● **WORK TASK**: Wherever the string "execute" appears in a line of the listing below, report that line.

● **DATASET EXTRACT**:
+++++

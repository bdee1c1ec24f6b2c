use crossterm::event::{KeyCode, KeyEvent, KeyModifiers};
use ratatui::Frame;
use ratatui::layout::{Constraint, Layout, Rect};
use ratatui::style::{Modifier, Style};
use ratatui::text::{Line, Span};
use ratatui::widgets::{Block, BorderType, Borders, Clear, List, ListItem, ListState, Paragraph};

use crate::Theme;
use crate::search::Matcher;
use crate::ui::{Component, EventResult, Result};

#[derive(Debug, PartialEq, Eq)]
pub enum PickerEvent<T> {
    Picked(T),
    Cancelled,
}

/// Pick one item from a list. Typing narrows the list with fuzzy matching.
pub struct PickerDialog<T> {
    title: String,
    items: Vec<(String, T)>,
    visible: Vec<usize>,
    query: String,
    state: ListState,
    matcher: Matcher,
}

impl<T: Clone> PickerDialog<T> {
    pub fn new(title: impl Into<String>, items: Vec<(String, T)>) -> Self {
        let mut picker = Self {
            title: title.into(),
            visible: Vec::new(),
            items,
            query: String::new(),
            state: ListState::default(),
            matcher: Matcher::new(),
        };
        picker.refilter();
        picker
    }

    fn refilter(&mut self) {
        self.visible = self
            .items
            .iter()
            .enumerate()
            .filter(|(_, (label, _))| self.matcher.matches(label, &self.query))
            .map(|(i, _)| i)
            .collect();
        self.state
            .select((!self.visible.is_empty()).then_some(0));
    }

    fn selected(&self) -> Option<&T> {
        let index = *self.visible.get(self.state.selected()?)?;
        self.items.get(index).map(|(_, value)| value)
    }

    fn step(&mut self, delta: isize) {
        let Some(current) = self.state.selected() else {
            return;
        };
        let last = self.visible.len().saturating_sub(1);
        let next = current.saturating_add_signed(delta).min(last);
        self.state.select(Some(next));
    }
}

impl<T: Clone> Component for PickerDialog<T> {
    type Output = PickerEvent<T>;

    fn handle_key(&mut self, key: KeyEvent) -> Result<EventResult<Self::Output>> {
        Ok(match (key.code, key.modifiers) {
            (KeyCode::Esc, _) => PickerEvent::Cancelled.into(),
            (KeyCode::Enter, _) => self
                .selected()
                .cloned()
                .map_or(EventResult::Consumed, |value| PickerEvent::Picked(value).into()),
            (KeyCode::Down, _) | (KeyCode::Char('n'), KeyModifiers::CONTROL) => {
                self.step(1);
                EventResult::Consumed
            }
            (KeyCode::Up, _) | (KeyCode::Char('p'), KeyModifiers::CONTROL) => {
                self.step(-1);
                EventResult::Consumed
            }
            (KeyCode::Backspace, _) => {
                self.query.pop();
                self.refilter();
                EventResult::Consumed
            }
            (KeyCode::Char(c), KeyModifiers::NONE | KeyModifiers::SHIFT) => {
                self.query.push(c);
                self.refilter();
                EventResult::Consumed
            }
            _ => EventResult::Consumed,
        })
    }

    fn render(&mut self, frame: &mut Frame, area: Rect, theme: &Theme) {
        let popup_area = area.centered(Constraint::Percentage(50), Constraint::Percentage(50));
        frame.render_widget(Clear, popup_area);

        let block = Block::default()
            .title(format!(" {} ", self.title))
            .title_style(Style::default().fg(theme.mauve()).add_modifier(Modifier::BOLD))
            .borders(Borders::ALL)
            .border_type(BorderType::Rounded)
            .border_style(Style::default().fg(theme.lavender()))
            .style(Style::default().bg(theme.base()));
        let inner = block.inner(popup_area);
        frame.render_widget(block, popup_area);

        let [filter_area, list_area] =
            Layout::vertical([Constraint::Length(1), Constraint::Min(0)]).areas(inner);

        let filter = Line::from(vec![
            Span::styled("filter: ", Style::default().fg(theme.overlay1())),
            Span::styled(format!("{}_", self.query), Style::default().fg(theme.yellow())),
        ]);
        frame.render_widget(Paragraph::new(filter), filter_area);

        if self.visible.is_empty() {
            frame.render_widget(
                Paragraph::new(Span::styled("No matches", Style::default().fg(theme.overlay0()))),
                list_area,
            );
            return;
        }

        let items: Vec<ListItem> = self
            .visible
            .iter()
            .map(|&i| ListItem::new(self.items[i].0.clone()).style(Style::default().fg(theme.text())))
            .collect();
        let list = List::new(items)
            .highlight_style(
                Style::default()
                    .bg(theme.selection_bg())
                    .fg(theme.lavender())
                    .add_modifier(Modifier::BOLD),
            )
            .highlight_symbol("▶ ");
        frame.render_stateful_widget(list, list_area, &mut self.state);
    }
}
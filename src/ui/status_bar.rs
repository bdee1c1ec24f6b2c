use std::sync::Arc;

use ratatui::Frame;
use ratatui::layout::{Constraint, Direction, Layout, Rect};
use ratatui::style::{Modifier, Style};
use ratatui::text::{Line, Span};
use ratatui::widgets::{Block, BorderType, Borders, Paragraph};

use crate::Theme;
use crate::config::{ApiConfig, GlobalAction, KeyResolver, NavAction};
use crate::ui::{Keybinding, truncate};

const LOGO: &[&str] = &[
    r"  ┌─┬─┬─┐      ",
    r"  ├─┼─┼─┤ ▲▼   ",
    r"  └─┴─┴─┘      ",
    r"  lazyflow     ",
];

/// Bottom panel: connection info, running commands, key hints and logo.
pub struct StatusBar {
    endpoint: String,
    tenant: Option<String>,
    resolver: Arc<KeyResolver>,
}

impl StatusBar {
    pub fn new(api: &ApiConfig, resolver: Arc<KeyResolver>) -> Self {
        Self {
            endpoint: api.web_base_url.clone(),
            tenant: api.effective_tenant().map(ToString::to_string),
            resolver,
        }
    }

    pub fn render(
        &self,
        frame: &mut Frame,
        area: Rect,
        theme: &Theme,
        local_keybindings: &[Keybinding],
        running: &[String],
    ) {
        let block = Block::default()
            .borders(Borders::ALL)
            .border_type(BorderType::Rounded)
            .border_style(Style::default().fg(theme.surface1()));

        let inner_area = block.inner(area);
        frame.render_widget(block, area);

        let chunks = Layout::default()
            .direction(Direction::Horizontal)
            .constraints([
                Constraint::Length(42),
                Constraint::Min(20),
                Constraint::Length(16),
            ])
            .split(inner_area);

        self.render_status_info(frame, chunks[0], theme, running);
        self.render_keybindings(frame, chunks[1], theme, local_keybindings);
        Self::render_logo(frame, chunks[2], theme);
    }

    fn render_status_info(&self, frame: &mut Frame, area: Rect, theme: &Theme, running: &[String]) {
        let w = area.width as usize;
        let label_style = Style::default().fg(theme.overlay1());
        let value_style = Style::default().fg(theme.text());

        let mut lines = vec![
            status_line("api", &self.endpoint, w, label_style, value_style),
            status_line(
                "tenant",
                self.tenant.as_deref().unwrap_or("-"),
                w,
                label_style,
                value_style,
            ),
            Line::from(""),
        ];

        let rows_left = (area.height as usize).saturating_sub(lines.len());
        if running.is_empty() {
            lines.push(Line::from(Span::styled("idle", Style::default().fg(theme.overlay0()))));
        } else {
            let busy_style = Style::default().fg(theme.yellow()).add_modifier(Modifier::BOLD);
            lines.extend(running.iter().take(rows_left).map(|name| {
                Line::from(Span::styled(truncate(&format!("⟳ {name}"), w), busy_style))
            }));
        }

        frame.render_widget(Paragraph::new(lines), area);
    }

    fn render_keybindings(
        &self,
        frame: &mut Frame,
        area: Rect,
        theme: &Theme,
        local_keybindings: &[Keybinding],
    ) {
        let global_keybindings = self.global_keybindings();
        let hints: Vec<&Keybinding> = local_keybindings
            .iter()
            .chain(global_keybindings.iter())
            .filter(|kb| kb.hint)
            .collect();

        if hints.is_empty() || area.height == 0 {
            return;
        }

        // Align the separator into a straight column regardless of key length.
        let max_key_w = hints.iter().map(|kb| kb.key.chars().count()).max().unwrap_or(1);
        let max_desc_w = hints.iter().map(|kb| kb.description.chars().count()).max().unwrap_or(1);
        let col_width = u16::try_from(max_key_w + 3 + max_desc_w + 2).unwrap_or(u16::MAX);
        let num_cols = (area.width / col_width).max(1) as usize;
        let num_rows = area.height as usize;

        let mut columns: Vec<Vec<Line>> = vec![Vec::new(); num_cols];
        for (i, kb) in hints.iter().enumerate() {
            let col_idx = i / num_rows;
            if col_idx >= num_cols {
                break;
            }
            columns[col_idx].push(Line::from(vec![
                Span::styled(
                    format!("{:>max_key_w$}", kb.key),
                    Style::default().fg(theme.peach()),
                ),
                Span::styled(" │ ", Style::default().fg(theme.surface2())),
                Span::styled(kb.description.clone(), Style::default().fg(theme.subtext0())),
            ]));
        }

        let col_areas = Layout::default()
            .direction(Direction::Horizontal)
            .constraints(vec![Constraint::Length(col_width); num_cols])
            .split(area);

        for (col_lines, col_area) in columns.into_iter().zip(col_areas.iter()) {
            frame.render_widget(Paragraph::new(col_lines), *col_area);
        }
    }

    fn render_logo(frame: &mut Frame, area: Rect, theme: &Theme) {
        let style = Style::default().fg(theme.mauve()).add_modifier(Modifier::BOLD);
        let lines: Vec<Line> = LOGO.iter().map(|l| Line::from(Span::styled(*l, style))).collect();
        frame.render_widget(Paragraph::new(lines), area);
    }

    pub fn global_keybindings(&self) -> Vec<Keybinding> {
        vec![
            Keybinding::hint(self.resolver.display_global(GlobalAction::Help), "Help"),
            Keybinding::hint(self.resolver.display_global(GlobalAction::Back), "Back"),
            Keybinding::new(self.resolver.display_global(GlobalAction::Quit), "Quit"),
            Keybinding::new(
                self.resolver.display_global(GlobalAction::CommandsToggle),
                "Running commands",
            ),
            Keybinding::new(self.resolver.display_nav(NavAction::Select), "Select"),
            Keybinding::new(
                format!(
                    "{}/{}",
                    self.resolver.display_nav(NavAction::Up),
                    self.resolver.display_nav(NavAction::Down)
                ),
                "Navigate",
            ),
        ]
    }
}

/// `  label value`, label right-aligned.
fn status_line<'a>(
    label: &'a str,
    value: &str,
    max_width: usize,
    label_style: Style,
    value_style: Style,
) -> Line<'a> {
    const LABEL_W: usize = 7;
    let available = max_width.saturating_sub(LABEL_W + 1);
    Line::from(vec![
        Span::styled(format!("{label:>LABEL_W$}"), label_style),
        Span::raw(" "),
        Span::styled(truncate(value, available), value_style),
    ])
}
use std::path::PathBuf;

use clap::Parser;

use crate::config::AppConfig;

#[derive(Parser, Debug, Default)]
#[command(name = "lazyflow", version, about = "TUI for administering a forms and workflow platform")]
pub struct Args {
    /// Config file to load instead of the default location
    #[arg(long, value_name = "PATH")]
    pub config: Option<PathBuf>,

    /// Backend base URL, overrides the config file and environment
    #[arg(long, value_name = "URL")]
    pub base_url: Option<String>,

    /// Tenant key sent with every request (enables multi-tenancy)
    #[arg(long)]
    pub tenant: Option<String>,

    /// Screen to open on start (roles, users, dashboards, submissions)
    #[arg(short, long)]
    pub screen: Option<String>,
}

impl Args {
    /// Flags win over the file and the environment.
    pub fn apply(&self, config: &mut AppConfig) {
        if let Some(url) = &self.base_url {
            config.api.web_base_url.clone_from(url);
        }
        if let Some(tenant) = &self.tenant {
            config.api.multi_tenancy_enabled = true;
            config.api.tenant_key = Some(tenant.clone());
        }
    }
}

#[cfg(test)]
mod tests {
    use pretty_assertions::assert_eq;

    use super::*;

    #[test]
    fn flags_override_config() {
        let args = Args::parse_from([
            "lazyflow",
            "--base-url",
            "https://forms.example.com",
            "--tenant",
            "acme",
            "--screen",
            "users",
        ]);
        let mut config = AppConfig::default();
        args.apply(&mut config);

        assert_eq!(config.api.web_base_url, "https://forms.example.com");
        assert_eq!(config.api.effective_tenant(), Some("acme"));
        assert_eq!(args.screen.as_deref(), Some("users"));
    }

    #[test]
    fn no_flags_keep_config() {
        let mut config = AppConfig::default();
        let before = config.api.web_base_url.clone();
        Args::parse_from(["lazyflow"]).apply(&mut config);
        assert_eq!(config.api.web_base_url, before);
        assert_eq!(config.api.effective_tenant(), None);
    }
}
use std::sync::Arc;

use color_eyre::Result;
use color_eyre::eyre::eyre;
use crossterm::event::KeyEvent;
use ratatui::Frame;
use ratatui::layout::{Constraint, Direction, Layout, Rect};
use ratatui::style::{Modifier, Style};
use ratatui::text::{Line, Span};
use ratatui::widgets::Paragraph;
use tokio::sync::mpsc::{self, UnboundedReceiver, UnboundedSender};
use tracing::{debug, error, info};

use crate::Theme;
use crate::commands::Command;
use crate::config::{GlobalAction, KeyResolver};
use crate::registry::{ScreenContext, ScreenRegistry};
use crate::service::{ScreenSelectorView, Service, ServiceMsg};
use crate::tui::{Event, Tui};
use crate::ui::{
    CommandId, CommandTracker, Component, ErrorDialog, ErrorDialogEvent, EventResult, HelpEvent,
    HelpOverlay, KeybindingSection, StatusBar, Toast, ToastManager, ToastType,
};

const FRAME_RATE: f64 = 30.0;
const TICK_RATE: f64 = 4.0;
const STATUS_BAR_HEIGHT: u16 = 6;

/// Messages posted to the App by running commands.
#[derive(Debug, Clone)]
pub enum AppMessage {
    /// A spawned command finished. `error` is set when `execute` failed.
    CommandCompleted {
        id: CommandId,
        error: Option<String>,
    },
    ShowToast {
        message: String,
        toast_type: ToastType,
    },
}

impl AppMessage {
    pub fn success(message: impl Into<String>) -> Self {
        Self::ShowToast {
            message: message.into(),
            toast_type: ToastType::Success,
        }
    }

    pub fn info(message: impl Into<String>) -> Self {
        Self::ShowToast {
            message: message.into(),
            toast_type: ToastType::Info,
        }
    }

    pub fn failure(message: impl Into<String>) -> Self {
        Self::ShowToast {
            message: message.into(),
            toast_type: ToastType::Error,
        }
    }
}

enum Route {
    Selector(ScreenSelectorView),
    Active(Box<dyn Service>),
}

pub struct App {
    registry: ScreenRegistry,
    ctx: ScreenContext,
    theme: Theme,
    route: Route,
    toasts: ToastManager,
    error: Option<ErrorDialog>,
    help: Option<HelpOverlay>,
    commands: CommandTracker,
    status_bar: StatusBar,
    should_quit: bool,
    app_tx: UnboundedSender<AppMessage>,
    app_rx: UnboundedReceiver<AppMessage>,
}

impl App {
    pub fn new(registry: ScreenRegistry, ctx: ScreenContext, theme: Theme) -> Self {
        let (app_tx, app_rx) = mpsc::unbounded_channel();
        let route = Route::Selector(ScreenSelectorView::new(&registry, ctx.resolver.clone()));
        let status_bar = StatusBar::new(&ctx.config.api, ctx.resolver.clone());
        Self {
            registry,
            ctx,
            theme,
            route,
            toasts: ToastManager::new(),
            error: None,
            help: None,
            commands: CommandTracker::new(),
            status_bar,
            should_quit: false,
            app_tx,
            app_rx,
        }
    }

    fn resolver(&self) -> Arc<KeyResolver> {
        self.ctx.resolver.clone()
    }

    /// Open the screen registered under `key`.
    pub fn open_screen(&mut self, key: &str) -> Result<()> {
        let provider = self.registry.get(key).ok_or_else(|| {
            eyre!(
                "Unknown screen {key:?}, expected one of: {}",
                self.registry.keys().join(", ")
            )
        })?;
        info!(screen = key, "Opening screen");
        let mut screen = provider.create(&self.ctx);
        screen.init();
        self.route = Route::Active(screen);
        self.update_screen();
        Ok(())
    }

    fn close_screen(&mut self) {
        if let Route::Active(screen) = &mut self.route {
            screen.destroy();
        }
        debug!("Back to the screen selector");
        self.route = Route::Selector(ScreenSelectorView::new(&self.registry, self.resolver()));
    }

    pub async fn run(&mut self) -> Result<()> {
        let mut tui = Tui::new(FRAME_RATE, TICK_RATE)?;
        tui.enter()?;

        while !self.should_quit {
            let Some(event) = tui.next_event().await else {
                break;
            };
            self.handle_event(event, &mut tui)?;
            self.drain_messages();
        }

        tui.exit()?;
        Ok(())
    }

    fn handle_event(&mut self, event: Event, tui: &mut Tui) -> Result<()> {
        match event {
            Event::Init => {}
            Event::Quit => self.should_quit = true,
            Event::Suspend => {
                tui.suspend()?;
                tui.resume()?;
            }
            Event::Error(message) => {
                error!(%message, "Terminal event error");
                self.show_error(message);
            }
            Event::Tick => self.handle_tick(),
            Event::Render | Event::Resize(..) => {
                tui.draw(|frame| self.render(frame))?;
            }
            Event::Key(key) => self.handle_key(key),
        }
        Ok(())
    }

    fn handle_tick(&mut self) {
        self.toasts.on_tick();
        let queued = match &mut self.route {
            Route::Active(screen) => screen.handle_tick(),
            Route::Selector(_) => false,
        };
        if queued {
            self.update_screen();
        }
    }

    /// Overlays first, then the screen, then global keys the screen left
    /// alone.
    fn handle_key(&mut self, key: KeyEvent) {
        if let Some(dialog) = &mut self.error {
            if let Ok(EventResult::Event(ErrorDialogEvent::Dismissed)) = dialog.handle_key(key) {
                self.error = None;
            }
            return;
        }
        if let Some(help) = &mut self.help {
            if let Ok(EventResult::Event(HelpEvent::Close)) = help.handle_key(key) {
                self.help = None;
            }
            return;
        }

        let handled = match &mut self.route {
            Route::Active(screen) => screen.handle_key(key).map(|r| r.is_consumed()),
            Route::Selector(selector) => match selector.handle_key(key) {
                Ok(EventResult::Event(screen_key)) => {
                    if let Err(e) = self.open_screen(screen_key) {
                        self.show_error(e.to_string());
                    }
                    return;
                }
                other => other.map(|r| r.is_consumed()),
            },
        };

        match handled {
            Ok(true) => self.update_screen(),
            Ok(false) => self.handle_global_key(key),
            Err(e) => {
                error!(error = %e, "Key handling failed");
                self.show_error(e.to_string());
            }
        }
    }

    fn handle_global_key(&mut self, key: KeyEvent) {
        let r = self.resolver();
        if r.matches_global(&key, GlobalAction::Quit) {
            self.should_quit = true;
        } else if r.matches_global(&key, GlobalAction::Help) {
            self.help = Some(HelpOverlay::new(self.help_sections(), r.clone()));
        } else if r.matches_global(&key, GlobalAction::CommandsToggle) {
            self.commands.toggle_expanded();
        }
    }

    fn help_sections(&self) -> Vec<KeybindingSection> {
        let mut sections = Vec::new();
        if let Route::Active(screen) = &self.route {
            let title = screen.breadcrumbs().first().cloned().unwrap_or_default();
            sections.push(KeybindingSection::new(title, screen.keybindings()));
        }
        sections.push(KeybindingSection::new("Global", self.status_bar.global_keybindings()));
        sections
    }

    /// Let the active screen process its queue and act on the result.
    fn update_screen(&mut self) {
        let result = match &mut self.route {
            Route::Active(screen) => screen.update(),
            Route::Selector(_) => return,
        };
        match result {
            Ok(ServiceMsg::Idle) => {}
            Ok(ServiceMsg::Run(commands)) => self.spawn_commands(commands),
            Ok(ServiceMsg::Close) => self.close_screen(),
            Err(e) => {
                error!(error = %e, "Screen update failed");
                self.show_error(e.to_string());
            }
        }
    }

    fn spawn_commands(&mut self, commands: Vec<Box<dyn Command>>) {
        for command in commands {
            let name = command.name();
            debug!(command = %name, "Spawning command");
            let id = self.commands.start(name);
            let tx = self.app_tx.clone();
            tokio::spawn(async move {
                let error = command.execute(tx.clone()).await.err().map(|e| e.to_string());
                let _ = tx.send(AppMessage::CommandCompleted { id, error });
            });
        }
    }

    fn drain_messages(&mut self) {
        while let Ok(message) = self.app_rx.try_recv() {
            self.handle_message(message);
        }
    }

    fn handle_message(&mut self, message: AppMessage) {
        match message {
            AppMessage::CommandCompleted { id, error } => {
                self.commands.complete(id, error.is_none());
                if let Some(message) = error {
                    error!(%message, "Command failed");
                    self.show_error(message);
                }
                self.update_screen();
            }
            AppMessage::ShowToast {
                message,
                toast_type,
            } => self.toasts.show(Toast::new(message, toast_type)),
        }
    }

    fn show_error(&mut self, message: impl Into<String>) {
        self.error = Some(ErrorDialog::new(message, self.resolver()));
    }

    fn breadcrumbs(&self) -> Vec<String> {
        match &self.route {
            Route::Selector(_) => vec!["Screens".to_string()],
            Route::Active(screen) => screen.breadcrumbs(),
        }
    }

    fn render(&mut self, frame: &mut Frame) {
        let theme = self.theme;
        let [header, body, footer] = Layout::default()
            .direction(Direction::Vertical)
            .constraints([
                Constraint::Length(1),
                Constraint::Min(3),
                Constraint::Length(STATUS_BAR_HEIGHT),
            ])
            .areas(frame.area());

        self.render_breadcrumbs(frame, header, &theme);

        let keybindings = match &mut self.route {
            Route::Selector(selector) => {
                selector.render(frame, body, &theme);
                Vec::new()
            }
            Route::Active(screen) => {
                screen.render(frame, body, &theme);
                screen.keybindings()
            }
        };
        self.status_bar.render(
            frame,
            footer,
            &theme,
            &keybindings,
            &self.commands.running_names(),
        );

        self.commands.render(frame, body, &theme);
        self.toasts.render(frame, body, &theme);
        if let Some(help) = &mut self.help {
            help.render(frame, frame.area(), &theme);
        }
        if let Some(dialog) = &mut self.error {
            dialog.render(frame, frame.area(), &theme);
        }
    }

    fn render_breadcrumbs(&self, frame: &mut Frame, area: Rect, theme: &Theme) {
        let separator = Span::styled(" › ", Style::default().fg(theme.overlay0()));
        let mut spans = vec![Span::styled(
            " lazyflow",
            Style::default().fg(theme.mauve()).add_modifier(Modifier::BOLD),
        )];
        let crumbs = self.breadcrumbs();
        let last = crumbs.len().saturating_sub(1);
        for (i, crumb) in crumbs.into_iter().enumerate() {
            spans.push(separator.clone());
            let style = if i == last {
                Style::default().fg(theme.text()).add_modifier(Modifier::BOLD)
            } else {
                Style::default().fg(theme.subtext0())
            };
            spans.push(Span::styled(crumb, style));
        }
        frame.render_widget(Paragraph::new(Line::from(spans)), area);
    }
}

+++++

● **ANSWER BOX**:
    /// A spawned command finished. `error` is set when `execute` failed.
                let error = command.execute(tx.clone()).await.err().map(|e| e.to_string());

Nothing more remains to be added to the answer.